Legislação amplia proteção à saúde animal e reforça fiscalização da atuação profissional em todo o país Por Anderson Miranda - Redação Tribu...
Legislação amplia proteção à saúde animal e reforça fiscalização da atuação profissional em todo o país
Por Anderson Miranda - Redação Tribuna do Brasil
A partir desta segunda-feira, o exercício ilegal da medicina veterinária passa a ser considerado crime de forma expressa no Código Penal Brasileiro. A nova legislação fortalece a proteção à saúde animal, amplia a segurança dos serviços prestados à população e estabelece punições para pessoas que atuarem na profissão sem a devida habilitação legal.

A mudança ocorre por meio da atualização do artigo 282 do Código Penal, que já previa penalidades para o exercício irregular de profissões ligadas à área da saúde, como medicina, odontologia e farmácia. Agora, a medicina veterinária passa a integrar oficialmente esse rol de atividades protegidas pela legislação criminal.

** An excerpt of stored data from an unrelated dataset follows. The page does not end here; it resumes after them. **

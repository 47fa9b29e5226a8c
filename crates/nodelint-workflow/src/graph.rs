use std::collections::HashMap;

use nodelint_config::Document;

/// Connection graph of a checked document, addressed by node name.
#[derive(Debug, Clone)]
pub struct Graph {
  /// Node names in document order.
  order: Vec<String>,
  /// Adjacency list: node name -> distinct downstream node names.
  adjacency: HashMap<String, Vec<String>>,
  /// Reverse adjacency: node name -> distinct upstream node names.
  reverse_adjacency: HashMap<String, Vec<String>>,
}

impl Graph {
  /// Build a graph from a document's nodes and connections.
  ///
  /// Fan-out to the same target from several output slots yields one edge.
  pub fn new(document: &Document) -> Self {
    let mut adjacency: HashMap<String, Vec<String>> = HashMap::new();
    let mut reverse_adjacency: HashMap<String, Vec<String>> = HashMap::new();

    let order: Vec<String> = document.nodes.iter().map(|n| n.name.clone()).collect();
    for name in &order {
      adjacency.entry(name.clone()).or_default();
      reverse_adjacency.entry(name.clone()).or_default();
    }

    for set in &document.connections {
      for connection in set.targets() {
        let downstream = adjacency.entry(set.source.clone()).or_default();
        if !downstream.contains(&connection.node) {
          downstream.push(connection.node.clone());
        }
        let upstream = reverse_adjacency.entry(connection.node.clone()).or_default();
        if !upstream.contains(&set.source) {
          upstream.push(set.source.clone());
        }
      }
    }

    Self {
      order,
      adjacency,
      reverse_adjacency,
    }
  }

  /// Get downstream nodes for a given node.
  pub fn downstream(&self, name: &str) -> &[String] {
    self
      .adjacency
      .get(name)
      .map(|v| v.as_slice())
      .unwrap_or(&[])
  }

  /// Get upstream nodes for a given node.
  pub fn upstream(&self, name: &str) -> &[String] {
    self
      .reverse_adjacency
      .get(name)
      .map(|v| v.as_slice())
      .unwrap_or(&[])
  }

  /// Nodes that are the target of at least one connection, in document order.
  pub fn connected(&self) -> Vec<&str> {
    self
      .order
      .iter()
      .filter(|name| !self.upstream(name).is_empty())
      .map(String::as_str)
      .collect()
  }

  /// Nodes with no incoming connection, in document order.
  pub fn entry_points(&self) -> Vec<&str> {
    self
      .order
      .iter()
      .filter(|name| self.upstream(name).is_empty())
      .map(String::as_str)
      .collect()
  }

  /// Nodes with neither incoming nor outgoing connections, in document order.
  pub fn isolated(&self) -> Vec<&str> {
    self
      .order
      .iter()
      .filter(|name| self.upstream(name).is_empty() && self.downstream(name).is_empty())
      .map(String::as_str)
      .collect()
  }
}
use serde::Serialize;

use nodelint_config::Document;

use crate::graph::Graph;

/// Aggregate statistics of a document that passed validation.
#[derive(Debug, Clone, PartialEq, Eq, Serialize)]
pub struct ValidationSummary {
  pub name: String,
  pub total_nodes: usize,
  /// Distinct nodes that appear as a connection target.
  pub connected_nodes: usize,
  pub trigger_nodes: usize,
  pub triggers: Vec<String>,
  /// Non-trigger nodes that nothing connects into.
  pub orphans: Vec<String>,
  /// Nodes with no connection in either direction.
  pub isolated: Vec<String>,
}

impl ValidationSummary {
  pub fn new(document: &Document) -> Self {
    let graph = Graph::new(document);

    let triggers: Vec<String> = document.triggers().map(|n| n.name.clone()).collect();

    let orphans = graph
      .entry_points()
      .into_iter()
      .filter(|name| document.get_node(name).is_some_and(|n| !n.is_trigger()))
      .map(str::to_string)
      .collect();

    let isolated = graph.isolated().into_iter().map(str::to_string).collect();

    Self {
      name: document.name.clone(),
      total_nodes: document.nodes.len(),
      connected_nodes: graph.connected().len(),
      trigger_nodes: triggers.len(),
      triggers,
      orphans,
      isolated,
    }
  }
}
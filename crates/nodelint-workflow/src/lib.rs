//! Nodelint Workflow
//!
//! This crate checks a loaded workflow document for structural
//! well-formedness and computes summary statistics over its connection graph.
//!
//! Checks run in a fixed order and stop at the first failure:
//! - Top-level shape (`name`, `nodes`, `connections`)
//! - Nodes (required fields, unique ids and names, position format)
//! - Connections (known source, `main` array, known targets)
//!
//! Trigger, orphan and isolated node statistics are informational and never
//! fail validation.

mod error;
mod graph;
mod summary;
mod validate;

pub use error::{ErrorKind, ValidationError};
pub use graph::Graph;
pub use summary::ValidationSummary;
pub use validate::{check, validate};
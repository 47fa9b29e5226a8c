use std::path::PathBuf;
use std::process::ExitCode;

use anyhow::{Context, Result};
use clap::{Parser, ValueEnum};

use nodelint_config::LoadError;

mod report;

use report::JsonReport;

/// Exit status when the document fails structural validation.
const EXIT_INVALID: u8 = 1;
/// Exit status when the document could not be read.
const EXIT_UNREADABLE: u8 = 3;
/// Exit status when the document is not well-formed JSON.
const EXIT_MALFORMED: u8 = 4;

/// Nodelint - checks that a workflow document is well-formed before import
#[derive(Parser)]
#[command(name = "nodelint")]
#[command(version, about, long_about = None)]
struct Cli {
  /// Path to the workflow file (JSON)
  #[arg(default_value = "workflow.json")]
  workflow_file: PathBuf,

  /// Output format
  #[arg(long, value_enum, default_value_t = Format::Text)]
  format: Format,

  /// Only print the final verdict
  #[arg(short, long)]
  quiet: bool,
}

#[derive(Debug, Clone, Copy, PartialEq, Eq, ValueEnum)]
enum Format {
  Text,
  Json,
}

fn main() -> ExitCode {
  let cli = Cli::parse();

  match run(&cli) {
    Ok(code) => code,
    Err(err) => {
      eprintln!("error: {err:#}");
      ExitCode::FAILURE
    }
  }
}

fn run(cli: &Cli) -> Result<ExitCode> {
  let text = cli.format == Format::Text;

  if text && !cli.quiet {
    println!("Validating workflow: {}", cli.workflow_file.display());
  }

  let doc = match nodelint_config::load(&cli.workflow_file) {
    Ok(doc) => doc,
    Err(err) => {
      let code = if err.is_unreadable() {
        EXIT_UNREADABLE
      } else {
        EXIT_MALFORMED
      };
      if text {
        println!("{}", load_failure_text(&err));
      } else {
        print_json(&JsonReport::load_failure(&err))?;
      }
      return Ok(ExitCode::from(code));
    }
  };

  match nodelint_workflow::validate(&doc) {
    Ok(summary) => {
      if text {
        if !cli.quiet {
          print!("{}", report::summary_text(&summary));
        }
        println!("Workflow is valid and ready for import");
      } else {
        print_json(&JsonReport::Valid { summary: &summary })?;
      }
      Ok(ExitCode::SUCCESS)
    }
    Err(err) => {
      if text {
        println!("Validation failed: {err}");
      } else {
        print_json(&JsonReport::invalid(&err))?;
      }
      Ok(ExitCode::from(EXIT_INVALID))
    }
  }
}

fn load_failure_text(err: &LoadError) -> String {
  match err {
    LoadError::MalformedInput { .. } => format!("Validation failed: {err}"),
    LoadError::NotFound { .. } | LoadError::Read { .. } => err.to_string(),
  }
}

fn print_json(report: &JsonReport<'_>) -> Result<()> {
  let json = serde_json::to_string_pretty(report).context("failed to serialize report")?;
  println!("{json}");
  Ok(())
}
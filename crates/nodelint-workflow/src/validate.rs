use std::collections::HashSet;

use nodelint_config::{Connection, ConnectionSet, Document, NodeDef, Position};
use serde_json::{Map, Value};
use tracing::debug;

use crate::error::ValidationError;
use crate::summary::ValidationSummary;

const REQUIRED_FIELDS: [&str; 3] = ["name", "nodes", "connections"];
const REQUIRED_NODE_FIELDS: [&str; 5] = ["id", "name", "type", "typeVersion", "position"];

/// Validate a loaded document and summarize it.
pub fn validate(doc: &Value) -> Result<ValidationSummary, ValidationError> {
  let document = check(doc)?;
  Ok(ValidationSummary::new(&document))
}

/// Check the structure of a generic JSON tree and project it into a
/// [`Document`].
///
/// Passes run in order (top-level shape, nodes, connections) and the first
/// problem found is returned.
pub fn check(doc: &Value) -> Result<Document, ValidationError> {
  let root = doc.as_object().ok_or(ValidationError::InvalidField {
    field: "document",
    expected: "an object",
  })?;

  for field in REQUIRED_FIELDS {
    if !root.contains_key(field) {
      return Err(ValidationError::MissingField(field));
    }
  }

  let name = root["name"].as_str().ok_or(ValidationError::InvalidField {
    field: "name",
    expected: "a string",
  })?;
  let nodes = root["nodes"].as_array().ok_or(ValidationError::InvalidField {
    field: "nodes",
    expected: "an array",
  })?;
  let connections = root["connections"]
    .as_object()
    .ok_or(ValidationError::InvalidField {
      field: "connections",
      expected: "an object",
    })?;

  debug!(count = nodes.len(), "validating nodes");
  let nodes = check_nodes(nodes)?;

  debug!(count = connections.len(), "validating connections");
  let node_names: HashSet<&str> = nodes.iter().map(|n| n.name.as_str()).collect();
  let connections = check_connections(connections, &node_names)?;

  Ok(Document {
    name: name.to_string(),
    nodes,
    connections,
  })
}

fn check_nodes(nodes: &[Value]) -> Result<Vec<NodeDef>, ValidationError> {
  let mut node_ids = HashSet::new();
  let mut node_names = HashSet::new();

  nodes
    .iter()
    .enumerate()
    .map(|(index, node)| check_node(index, node, &mut node_ids, &mut node_names))
    .collect()
}

fn check_node(
  index: usize,
  value: &Value,
  node_ids: &mut HashSet<String>,
  node_names: &mut HashSet<String>,
) -> Result<NodeDef, ValidationError> {
  let node = value
    .as_object()
    .ok_or(ValidationError::InvalidNode { index })?;

  for field in REQUIRED_NODE_FIELDS {
    if !node.contains_key(field) {
      return Err(ValidationError::MissingNodeField { index, field });
    }
  }

  let string_field = |field: &'static str| {
    node[field]
      .as_str()
      .ok_or(ValidationError::InvalidNodeField {
        index,
        field,
        expected: "a string",
      })
  };

  let id = string_field("id")?;
  let name = string_field("name")?;
  let node_type = string_field("type")?;
  let type_version = node["typeVersion"]
    .as_f64()
    .ok_or(ValidationError::InvalidNodeField {
      index,
      field: "typeVersion",
      expected: "a number",
    })?;

  if !node_ids.insert(id.to_string()) {
    return Err(ValidationError::DuplicateNodeId(id.to_string()));
  }
  if !node_names.insert(name.to_string()) {
    return Err(ValidationError::DuplicateNodeName(name.to_string()));
  }

  let position = parse_position(&node["position"])
    .ok_or_else(|| ValidationError::InvalidPosition(name.to_string()))?;

  debug!(index, node = name, "node ok");

  Ok(NodeDef {
    id: id.to_string(),
    name: name.to_string(),
    node_type: node_type.to_string(),
    type_version,
    position,
  })
}

fn parse_position(value: &Value) -> Option<Position> {
  match value.as_array()?.as_slice() {
    [x, y] => Some(Position(x.as_f64()?, y.as_f64()?)),
    _ => None,
  }
}

fn check_connections(
  connections: &Map<String, Value>,
  node_names: &HashSet<&str>,
) -> Result<Vec<ConnectionSet>, ValidationError> {
  let mut sets = Vec::with_capacity(connections.len());

  for (source, value) in connections {
    if !node_names.contains(source.as_str()) {
      return Err(ValidationError::UnknownSourceNode(source.clone()));
    }

    let main = value
      .get("main")
      .ok_or_else(|| ValidationError::MissingMainConnections(source.clone()))?;

    let malformed = || ValidationError::MalformedConnection(source.clone());

    let groups = main.as_array().ok_or_else(malformed)?;
    let mut slots = Vec::with_capacity(groups.len());
    for group in groups {
      let entries = group.as_array().ok_or_else(malformed)?;
      let mut slot = Vec::with_capacity(entries.len());
      for entry in entries {
        let connection = parse_connection(entry).ok_or_else(malformed)?;
        if !node_names.contains(connection.node.as_str()) {
          return Err(ValidationError::UnknownTargetNode {
            from: source.clone(),
            to: connection.node,
          });
        }
        slot.push(connection);
      }
      slots.push(slot);
    }

    sets.push(ConnectionSet {
      source: source.clone(),
      main: slots,
    });
  }

  Ok(sets)
}

/// Project a connection entry. `type` and `index` are optional and fall back
/// to their defaults when absent or mistyped.
fn parse_connection(entry: &Value) -> Option<Connection> {
  let entry = entry.as_object()?;
  let mut connection = Connection::new(entry.get("node")?.as_str()?);
  if let Some(connection_type) = entry.get("type").and_then(Value::as_str) {
    connection.connection_type = connection_type.to_string();
  }
  if let Some(index) = entry.get("index").and_then(Value::as_u64) {
    connection.index = index;
  }
  Some(connection)
}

Nova legislação reforça responsabilidade profissional
Com a alteração da lei, qualquer pessoa que exercer atividades privativas de médico-veterinário sem possuir autorização legal estará sujeita à pena de detenção de seis meses a dois anos.
A punição poderá ser aplicada mesmo quando a atividade for realizada sem fins lucrativos ou de forma gratuita, uma vez que o foco da legislação é garantir que procedimentos relacionados à saúde e ao bem-estar animal sejam executados exclusivamente por profissionais qualificados e regularmente registrados.
A medida atende a uma antiga reivindicação de entidades representativas da categoria, que alertavam para os riscos causados pela atuação de pessoas sem formação técnica adequada.
Proteção aos animais e à saúde pública
Especialistas destacam que a atuação irregular na medicina veterinária não afeta apenas os animais, mas também pode gerar impactos na saúde pública.
Os médicos-veterinários desempenham papel fundamental no controle de zoonoses, na inspeção sanitária de alimentos de origem animal, na vigilância epidemiológica e na prevenção de doenças que podem ser transmitidas entre animais e seres humanos.
Nesse contexto, a criminalização do exercício ilegal da profissão busca fortalecer mecanismos de controle e reduzir riscos decorrentes de atendimentos inadequados ou procedimentos realizados por pessoas sem qualificação.
Lei prevê agravantes e punições mais severas
Além da pena prevista para o exercício ilegal da profissão, a nova legislação estabelece situações que podem agravar a responsabilização dos infratores.
Entre elas está o exercício da medicina veterinária por profissionais que estejam com o registro suspenso ou cancelado pelos órgãos competentes.
Nesses casos, a conduta também será enquadrada como crime, uma vez que o profissional perde temporária ou definitivamente a autorização para atuar.
A legislação ainda prevê agravantes quando a atuação irregular resultar em consequências mais graves, ampliando a responsabilização dos envolvidos conforme os danos causados.
Fiscalização ganha mais força
A expectativa é que a nova norma fortaleça as ações de fiscalização conduzidas pelos Conselhos Regionais de Medicina Veterinária (CRMVs) e pelo Conselho Federal de Medicina Veterinária (CFMV), além de servir como instrumento jurídico para coibir práticas clandestinas em clínicas, consultórios, pet shops e estabelecimentos que realizem procedimentos veterinários.
Representantes do setor avaliam que a medida representa um avanço importante para a valorização da profissão, a proteção dos consumidores e a garantia de atendimento adequado aos animais.
Avanço para a medicina veterinária brasileira
A inclusão da medicina veterinária no artigo 282 do Código Penal é considerada um marco para a categoria profissional. A mudança reconhece a relevância da atividade para a sociedade e fortalece mecanismos legais destinados a assegurar que serviços relacionados à saúde animal sejam prestados exclusivamente por profissionais habilitados.
A expectativa é que a nova legislação contribua para aumentar a segurança dos atendimentos veterinários, combater o exercício clandestino da profissão e ampliar a proteção aos animais em todo o território nacional.